- The IRS, by law, must pay interest on delayed refund checks.
- Because the coronavirus pandemic severely limited the ability of the IRS to process tax filings, many refunds have been delayed and will be accompanied by a separate check for accumulated interest.
- The 2020 tax filing deadline was pushed back from April 15 to July 15.
2020 has been a wonky year for both the IRS and taxpayers, for obvious reasons. As the coronavirus pandemic began to sweep across the country earlier this year, the IRS’ ability to process returns effectively came to a standstill for a good three months. At the same time, the coronavirus pandemic also prompted the IRS to extend the traditional tax return filing deadline of April 15 to July 15.
With the country now reopening and the IRS finally getting around to processing millions of backlogged returns, some folks with refunds coming their way may find themselves on the receiving end of not just one, but two checks from the government. The IRS traditionally pays interest on top of refunds when a refund is paid out more than 45 days after it was initially filed. And seeing as how the IRS is months behind when it comes to issuing refund payments, many people will be receiving a nice interest payment alongside their regular refund check.

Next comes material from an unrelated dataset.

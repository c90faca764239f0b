pub mod mock;
pub mod postgres;
pub mod smtp;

The IRS issued a statement on the matter earlier this month:
Interest on individual 2019 refunds reflected on returns filed by July 15, 2020 will generally be paid from April 15, 2020 until the date of the refund. Interest payments may be received separately from the refund.
By law, the interest rate on both overpayment and underpayment of tax is adjusted quarterly.
Even if you file your 2019 return today, the interest accrual period — as noted in the statement above — stats running on April 15. If anything, tax payers this year will, oddly enough, be rewarded for filing as close to the July 15 deadline as possible.
As to how much interest to expect, the IRS notes that it pays 5% in annual interest, compounded daily through June 30, 2020. Starting on July 1, the interest rate goes down to 3% per year, compounded daily. All told, it’s not a bad interest rate and the additional payment will undoubtedly come in handy given how many people lost their jobs as a result of the coronavirus pandemic.
On a related note, there’s no indication that the coronavirus in the U.S. will subside anytime soon. Though the number of new cases has gone down in places like New York, it’s currently on the rise across dozens of southern states. And given that a coronavirus vaccine may not be widely available until 2021 at the earliest, a group of 150 doctors and health professionals recently wrote a letter to lawmakers and urged them to consider a second nationwide shutdown. The letter concedes that it’s a drastic measure but notes that it’s the only way to truly prevent the coronavirus from spreading far and wide.